Around the time of the film's release, American composer and lyricist Stephen Sondheim wrote film reviews for Films in Review. Sondheim (then aged 25) reviewed the film version of Guys and Dolls, and observed: "Sinatra ambles through his role as Nathan Detroit as though he were about to laugh at the jokes in the script. He has none of the sob in the voice, and the incipient ulcer in the stomach, that the part requires and Sam Levene supplied so hilariously on the stage. Sinatra sings on pitch, but colorlessly; Levene sang off pitch, but acted while he sang. Sinatra's lackadaisical performance, his careless and left handed attempt at characterization not only harm the picture immeasurably but indicate an alarming lack of professionality."

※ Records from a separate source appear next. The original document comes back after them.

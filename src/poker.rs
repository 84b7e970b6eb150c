use log::{debug, info};
use rand::Rng;
use serde::{Deserialize, Serialize};

use crate::domain::Domain;
use crate::elgamal::{self, Ciphertext, KeyPair};
use crate::error::Error;
use crate::shuffle::{ensure_synced, shuffle_in_lockstep, EncryptedDeck};

/// A card value. Any integer below the domain modulus works; the reference
/// deck uses small integers.
pub type Card = u64;

/// The two protocol roles. Bob lays down the inner encryption layer,
/// Alice the outer one.
#[derive(Debug, Clone, Copy, PartialEq, Eq, Serialize, Deserialize)]
pub enum Seat {
    Alice,
    Bob,
}

impl Seat {
    pub fn peer(self) -> Seat {
        match self {
            Seat::Alice => Seat::Bob,
            Seat::Bob => Seat::Alice,
        }
    }
}

/// A two-party mental poker session: both encryption layers of one deck,
/// plus the key pairs that created them.
///
/// Slot alignment is the protocol's core invariant. Slot `i` of the inner
/// (Bob-keyed) deck and slot `i` of the outer (Alice-keyed) deck must
/// refer to the same physical card, so permutations are only ever applied
/// to both decks in lockstep, and alignment is re-checked before every
/// reveal.
///
/// Privacy holds between the parties, not against the process: running
/// both seats in one address space necessarily puts both private keys in
/// one place, and nothing cryptographic stops a caller from revealing a
/// slot the peer was never asked about. Honoring the draw protocol is
/// usage discipline, the same as with a physical deck both players can
/// reach.
pub struct PokerSession {
    domain: Domain,
    bob: KeyPair,
    alice: KeyPair,
    /// Inner layer: card values under Bob's key.
    bob_deck: EncryptedDeck,
    /// Outer layer: the inner deck's `c2` components under Alice's key.
    alice_deck: EncryptedDeck,
}

impl PokerSession {
    /// Double-encrypts `cards` into a fresh, unshuffled session.
    ///
    /// Bob encrypts every card under his key, then Alice encrypts each
    /// resulting `c2` under hers, slot for slot. Each layer commits to one
    /// ephemeral exponent per card, drawn here and never re-drawn, which
    /// keeps repeated reveals of a slot deterministic.
    pub fn deal<R: Rng>(
        rng: &mut R,
        domain: Domain,
        cards: &[Card],
        bob: KeyPair,
        alice: KeyPair,
    ) -> Result<Self, Error> {
        let inner = cards
            .iter()
            .map(|&card| elgamal::encrypt(rng, card, bob.pk, &domain))
            .collect::<Result<Vec<Ciphertext>, Error>>()?;
        let outer = inner
            .iter()
            .map(|ct| elgamal::encrypt(rng, ct.c2, alice.pk, &domain))
            .collect::<Result<Vec<Ciphertext>, Error>>()?;
        info!("dealt {} doubly encrypted cards", cards.len());
        Ok(PokerSession {
            domain,
            bob,
            alice,
            bob_deck: EncryptedDeck::new(inner),
            alice_deck: EncryptedDeck::new(outer),
        })
    }

    /// Rebuilds a session from decks produced elsewhere, e.g. the far side
    /// of a transport boundary. Refuses a pair whose slots no longer line
    /// up, which is the last point a desynchronization can be caught
    /// before a reveal would hand back a wrong card.
    pub fn resume(
        domain: Domain,
        bob: KeyPair,
        alice: KeyPair,
        bob_deck: EncryptedDeck,
        alice_deck: EncryptedDeck,
    ) -> Result<Self, Error> {
        ensure_synced(&bob_deck, &alice_deck)?;
        Ok(PokerSession {
            domain,
            bob,
            alice,
            bob_deck,
            alice_deck,
        })
    }

    /// One Fisher-Yates pass applied to both decks in lockstep.
    pub fn shuffle<R: Rng>(&mut self, rng: &mut R) -> Result<(), Error> {
        shuffle_in_lockstep(rng, &mut self.bob_deck, &mut self.alice_deck)?;
        debug!("shuffled {} cards", self.bob_deck.len());
        Ok(())
    }

    /// Applies a caller-chosen permutation to both decks. The permutation
    /// is validated before either deck is touched.
    pub fn apply_permutation(&mut self, perm: &[usize]) -> Result<(), Error> {
        self.bob_deck.apply_permutation(perm)?;
        self.alice_deck.apply_permutation(perm)?;
        Ok(())
    }

    /// First reveal step for slot `index`, performed by the drawer's peer.
    ///
    /// When Bob draws, Alice fully strips her outer layer, handing back
    /// Bob's original `c2` for that slot; all she ever sees is ciphertext.
    /// When Alice draws, Bob strips his inner layer out from under hers,
    /// handing back a value still encrypted under Alice's key. Either way
    /// the peer learns nothing about the card.
    pub fn peer_unwrap(&self, drawer: Seat, index: usize) -> Result<u64, Error> {
        ensure_synced(&self.bob_deck, &self.alice_deck)?;
        let outer = self.alice_deck.card(index)?;
        let partial = match drawer {
            Seat::Bob => elgamal::decrypt(outer, self.alice.sk, &self.domain)?,
            Seat::Alice => {
                let inner = self.bob_deck.card(index)?;
                elgamal::decrypt_parts(inner.c1, outer.c2, self.bob.sk, &self.domain)?
            }
        };
        debug!("{:?} unwrapped slot {index} for {drawer:?}", drawer.peer());
        Ok(partial)
    }

    /// Second reveal step: the drawer removes the remaining layer with
    /// their own key. `partial` must be the peer's [`Self::peer_unwrap`]
    /// output for the same slot; swapping the order of the two steps
    /// decrypts the wrong layer and yields garbage.
    pub fn finish_reveal(&self, drawer: Seat, index: usize, partial: u64) -> Result<Card, Error> {
        ensure_synced(&self.bob_deck, &self.alice_deck)?;
        match drawer {
            Seat::Bob => {
                let inner = self.bob_deck.card(index)?;
                elgamal::decrypt_parts(inner.c1, partial, self.bob.sk, &self.domain)
            }
            Seat::Alice => {
                let outer = self.alice_deck.card(index)?;
                elgamal::decrypt_parts(outer.c1, partial, self.alice.sk, &self.domain)
            }
        }
    }

    /// Both reveal steps in order. Decryption is deterministic, so
    /// revealing the same slot twice yields the same card.
    pub fn reveal(&self, drawer: Seat, index: usize) -> Result<Card, Error> {
        let partial = self.peer_unwrap(drawer, index)?;
        let card = self.finish_reveal(drawer, index, partial)?;
        debug!("{drawer:?} revealed slot {index}");
        Ok(card)
    }

    pub fn len(&self) -> usize {
        self.bob_deck.len()
    }

    pub fn is_empty(&self) -> bool {
        self.bob_deck.is_empty()
    }

    pub fn domain(&self) -> &Domain {
        &self.domain
    }

    /// Read-only view of the (inner, outer) decks.
    pub fn decks(&self) -> (&EncryptedDeck, &EncryptedDeck) {
        (&self.bob_deck, &self.alice_deck)
    }

    /// The two public keys as (Bob, Alice). Private keys never leave the
    /// session.
    pub fn public_keys(&self) -> (u64, u64) {
        (self.bob.pk, self.alice.pk)
    }
}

== Awards and nominations ==

| Award | Category | Nominee(s) | Result | Ref. |
| Academy Awards | Best Art Direction – Color | Art Direction: Oliver Smith and Joseph C. Wright; Set Decoration: Howard Bristol | Nominated |  |
| Best Cinematography – Color | Harry Stradling | Nominated |
| Best Costume Design – Color | Irene Sharaff | Nominated |
| Best Scoring of a Musical Picture | Jay Blackton and Cyril J. Mockridge | Nominated |
| British Academy Film Awards | Best Film from any Source |  | Nominated |  |
| Best Foreign Actress | Jean Simmons | Nominated |
| Golden Globe Awards | Best Motion Picture – Musical or Comedy |  | Won |  |
| Best Actress in a Motion Picture – Musical or Comedy | Jean Simmons | Won |
| Writers Guild of America Awards | Best Written American Musical | Joseph L. Mankiewicz | Nominated |  |

- In 2004, the AFI ranked the song "Luck Be a Lady" at No. 42 on their list of the 100 greatest film songs, AFI's 100 Years...100 Songs. In 2006 Guys and Dolls ranked No. 23 on the American Film Institute's list of best musicals.

==Planned remake==
20th Century Fox acquired the film rights to the musical in early 2013 and was planning a remake. In March 2019, TriStar Pictures acquired the remake rights, with Bill Condon hired as director in July 2021. In September 2024, Rob Marshall replaced Condon as the new director, and co-wrote a new screenplay with his partner John DeLuca, along with John Requa and Glenn Ficarra. Serving as producers are Marshall, DeLuca, John Goldwyn, Marc Toberoff and Marc Platt.